::: RECORDS FOR PROCESSING :::

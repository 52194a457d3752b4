//! Configuration for fog components.
//!
//! Each component has its own builder-style config with `DEFAULT_*`
//! constants. [`FogConfig`] groups them and deserializes from any serde
//! format, so a host application can embed it in its own settings file;
//! missing fields take their defaults.
//!
//! # Example
//!
//! ```
//! use fogmap::config::FogConfig;
//!
//! let config: FogConfig = serde_json::from_str(
//!     r#"{ "cache": { "max_cache_size": 25 }, "service": { "debounce_ms": 0 } }"#,
//! ).unwrap();
//! assert_eq!(config.cache.max_cache_size(), 25);
//! assert_eq!(config.spatial.buffer_distance(), 0.01);
//! ```

mod service;

use serde::{Deserialize, Serialize};

pub use service::{ServiceConfig, DEFAULT_DEBOUNCE_MS, DEFAULT_LOCATION_RADIUS, DEFAULT_ZOOM};

use crate::cache::FogCacheConfig;
use crate::spatial::SpatialIndexConfig;

/// Configuration of every fog component.
#[derive(Debug, Clone, Copy, PartialEq, Default, Serialize, Deserialize)]
#[serde(default)]
pub struct FogConfig {
    pub spatial: SpatialIndexConfig,
    pub cache: FogCacheConfig,
    pub service: ServiceConfig,
}

impl FogConfig {
    pub fn new() -> Self {
        Self::default()
    }

    pub fn with_spatial(mut self, spatial: SpatialIndexConfig) -> Self {
        self.spatial = spatial;
        self
    }

    pub fn with_cache(mut self, cache: FogCacheConfig) -> Self {
        self.cache = cache;
        self
    }

    pub fn with_service(mut self, service: ServiceConfig) -> Self {
        self.service = service;
        self
    }
}

#[cfg(test)]
mod tests {
    use super::*;

    #[test]
    fn test_empty_document_is_default() {
        let config: FogConfig = serde_json::from_str("{}").unwrap();
        assert_eq!(config, FogConfig::default());
    }

    #[test]
    fn test_builder() {
        let config = FogConfig::new().with_cache(FogCacheConfig::new().with_max_cache_size(3));
        assert_eq!(config.cache.max_cache_size(), 3);
        assert_eq!(config.service, ServiceConfig::default());
    }

    #[test]
    fn test_fallback_strategy_from_document() {
        let config: FogConfig =
            serde_json::from_str(r#"{ "service": { "fallback_strategy": "world" } }"#).unwrap();
        assert_eq!(
            config.service.fallback_strategy(),
            crate::fog::FallbackStrategy::World
        );
    }
}
/// Owns the spatial index, the result cache and the engine, and serves fog
/// for viewport and location updates.
///
/// The index is filled from a [`RevealedAreaSource`] by
/// [`refresh_revealed_areas`](Self::refresh_revealed_areas). Updates are
/// debounced: only the newest call within the debounce window computes, and
/// a result that is superseded while it was being computed is discarded.
pub struct FogService {
    config: FogConfig,
    engine: FogEngine,
    index: SpatialIndex,
    cache: Arc<FogCache>,
    source: Arc<dyn RevealedAreaSource>,
    logger: Arc<dyn Logger>,
    /// Fingerprint of the loaded revealed-area set; `None` before the first load.
    fingerprint: RwLock<Option<String>>,
    generation: AtomicU64,
}

impl FogService {
    /// Creates a service logging through `tracing`.
    pub fn new(config: FogConfig, source: Arc<dyn RevealedAreaSource>) -> Self {
        Self::with_logger(config, source, Arc::new(TracingLogger))
    }

    pub fn with_logger(
        config: FogConfig,
        source: Arc<dyn RevealedAreaSource>,
        logger: Arc<dyn Logger>,
    ) -> Self {
        Self {
            engine: FogEngine::new(Arc::clone(&logger)),
            index: SpatialIndex::with_config(config.spatial),
            cache: Arc::new(FogCache::new(config.cache)),
            config,
            source,
            logger,
            fingerprint: RwLock::new(None),
            generation: AtomicU64::new(0),
        }
    }

    pub fn config(&self) -> &FogConfig {
        &self.config
    }

    pub fn engine(&self) -> &FogEngine {
        &self.engine
    }

    pub fn index(&self) -> &SpatialIndex {
        &self.index
    }

    pub fn cache(&self) -> &Arc<FogCache> {
        &self.cache
    }

    /// Fingerprint of the currently indexed revealed areas.
    pub fn current_fingerprint(&self) -> Option<String> {
        self.fingerprint
            .read()
            .unwrap_or_else(|p| p.into_inner())
            .clone()
    }

    /// Reloads revealed areas from the source and rebuilds the index.
    ///
    /// Cached results computed from any other revealed-area set are dropped.
    /// Returns the number of features indexed.
    ///
    /// # Errors
    ///
    /// Returns the source's error; the index and cache are left untouched.
    pub async fn refresh_revealed_areas(&self) -> Result<usize, FogError> {
        let features = match self.source.load_revealed_areas().await {
            Ok(features) => features,
            Err(e) => {
                log_warn!(self.logger, "Failed to load revealed areas: {}", e);
                return Err(e);
            }
        };

        let current = fingerprint(&features);
        let indexed = self.index.rebuild(&features);
        let invalidated = self.cache.invalidate(Some(&current));
        *self.fingerprint.write().unwrap_or_else(|p| p.into_inner()) = Some(current);

        if indexed < features.len() {
            log_warn!(
                self.logger,
                "Dropped {} invalid revealed areas",
                features.len() - indexed
            );
        }
        log_info!(
            self.logger,
            "Loaded {} revealed areas ({} cached results invalidated)",
            indexed,
            invalidated
        );
        Ok(indexed)
    }

    /// Computes fog for a viewport right away, without debouncing.
    ///
    /// Pipeline: cache lookup, spatial query (with level of detail at `zoom`),
    /// union of the candidates, fog with fallback, cache store. Results that
    /// report errors are returned but not cached. While `is_viewport_changing`
    /// is set the boolean operation is skipped and the result is cached as
    /// intermediate.
    ///
    /// `zoom` is snapped up to a whole level with [`zoom_bucket`]; level of
    /// detail is applied at that level and final results are cached per
    /// level, so a coarse result is never served to a finer zoom.
    pub fn compute_fog(&self, bounds: ViewportBounds, zoom: f64, is_viewport_changing: bool) -> FogResult {
        let started = Instant::now();
        let current = self
            .current_fingerprint()
            .unwrap_or_else(|| fingerprint(&[]));
        let bucket = zoom_bucket(zoom);
        // Intermediate fog is a plain rectangle at every zoom
        let cache_zoom = (!is_viewport_changing).then_some(bucket);

        if let Some(hit) = self
            .cache
            .get_at_zoom(&bounds, &current, is_viewport_changing, cache_zoom)
        {
            debug!(?bounds, intermediate = is_viewport_changing, zoom = bucket, "Fog cache hit");
            return hit;
        }

        let options = FogOptions {
            viewport_bounds: Some(bounds),
            use_viewport_optimization: self.config.service.use_viewport_optimization(),
            fallback_strategy: self.config.service.fallback_strategy(),
        };

        let mut result = if is_viewport_changing {
            self.engine.create_fog_features(None, &options, true)
        } else {
            let query = QueryOptions {
                buffer_distance: None,
                max_results: self.config.service.max_query_results(),
                use_level_of_detail: true,
                zoom_level: f64::from(bucket),
            };
            let candidates = self.index.query_viewport(&bounds, &query);
            let merged = union_detailed(&candidates.features);
            if merged.skipped > 0 || !merged.errors.is_empty() {
                warn!(
                    skipped = merged.skipped,
                    errors = merged.errors.len(),
                    "Revealed-area union was incomplete"
                );
            }

            let mut result = self.engine.create_fog_features(merged.result.as_ref(), &options, false);
            if !merged.errors.is_empty() {
                result.performance_metrics.had_errors = true;
            }
            let (mut errors, mut warnings) = (merged.errors, merged.warnings);
            errors.append(&mut result.errors);
            warnings.append(&mut result.warnings);
            result.errors = errors;
            result.warnings = warnings;
            result
        };
        result.calculation_time_ms = started.elapsed().as_secs_f64() * 1000.0;

        if !result.had_errors() {
            self.cache
                .set_at_zoom(&bounds, &current, &result, is_viewport_changing, cache_zoom);
        }
        result
    }

    /// Debounced fog update for a viewport.
    ///
    /// Returns `None` when a newer update arrived during the debounce window
    /// or while this one was computing. `zoom` defaults to the configured zoom.
    ///
    /// The computation runs on the blocking thread pool. If it panics there,
    /// simplified fog is returned with the failure in `errors`.
    pub async fn update_fog_for_viewport(
        self: &Arc<Self>,
        bounds: ViewportBounds,
        zoom: Option<f64>,
        is_viewport_changing: bool,
    ) -> Option<FogResult> {
        let generation = self.generation.fetch_add(1, Ordering::SeqCst) + 1;

        let debounce = self.config.service.debounce();
        if !debounce.is_zero() {
            tokio::time::sleep(debounce).await;
            if self.is_superseded(generation) {
                debug!(generation, "Fog update superseded during debounce");
                return None;
            }
        }

        let zoom = zoom.unwrap_or(self.config.service.default_zoom());
        let service = Arc::clone(self);
        let result = match tokio::task::spawn_blocking(move || {
            service.compute_fog(bounds, zoom, is_viewport_changing)
        })
        .await
        {
            Ok(result) => result,
            Err(e) => self.failed_computation(bounds, &e.to_string()),
        };

        if self.is_superseded(generation) {
            debug!(generation, "Discarding stale fog result");
            return None;
        }
        Some(result)
    }

    /// Debounced fog update around a location (`(lon, lat)`).
    pub async fn update_fog_for_location(self: &Arc<Self>, location: (f64, f64), zoom: Option<f64>) -> Option<FogResult> {
        let bounds = ViewportBounds::from_center_radius(location, self.config.service.location_radius());
        self.update_fog_for_viewport(bounds, zoom, false).await
    }

    /// Starts the cache expiry daemon at the configured interval.
    pub fn spawn_expiry_daemon(&self, cancellation: CancellationToken) -> JoinHandle<()> {
        tokio::spawn(run_expiry_daemon(
            Arc::clone(&self.cache),
            self.config.cache.cleanup_interval(),
            cancellation,
        ))
    }

    /// Forgets loaded areas and cached results, and cancels pending updates.
    pub fn reset(&self) {
        self.generation.fetch_add(1, Ordering::SeqCst);
        self.index.clear();
        self.cache.clear();
        self.cache.reset_stats();
        *self.fingerprint.write().unwrap_or_else(|p| p.into_inner()) = None;
        info!("Fog service reset");
    }

    fn failed_computation(&self, bounds: ViewportBounds, reason: &str) -> FogResult {
        log_error!(self.logger, "Fog computation task failed: {}", reason);
        let mut result = self.engine.calculate_simplified_fog(Some(bounds));
        result.errors.insert(0, format!("fog computation task failed: {}", reason));
        result.performance_metrics.had_errors = true;
        result
    }

    fn is_superseded(&self, generation: u64) -> bool {
        self.generation.load(Ordering::SeqCst) != generation
    }
}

:::

*YOUR ASSIGNMENT*
Copy every line of the entries in which "RwLock" can be found.

*RESULT OF THE TASK*
    fingerprint: RwLock<Option<String>>,
            fingerprint: RwLock::new(None),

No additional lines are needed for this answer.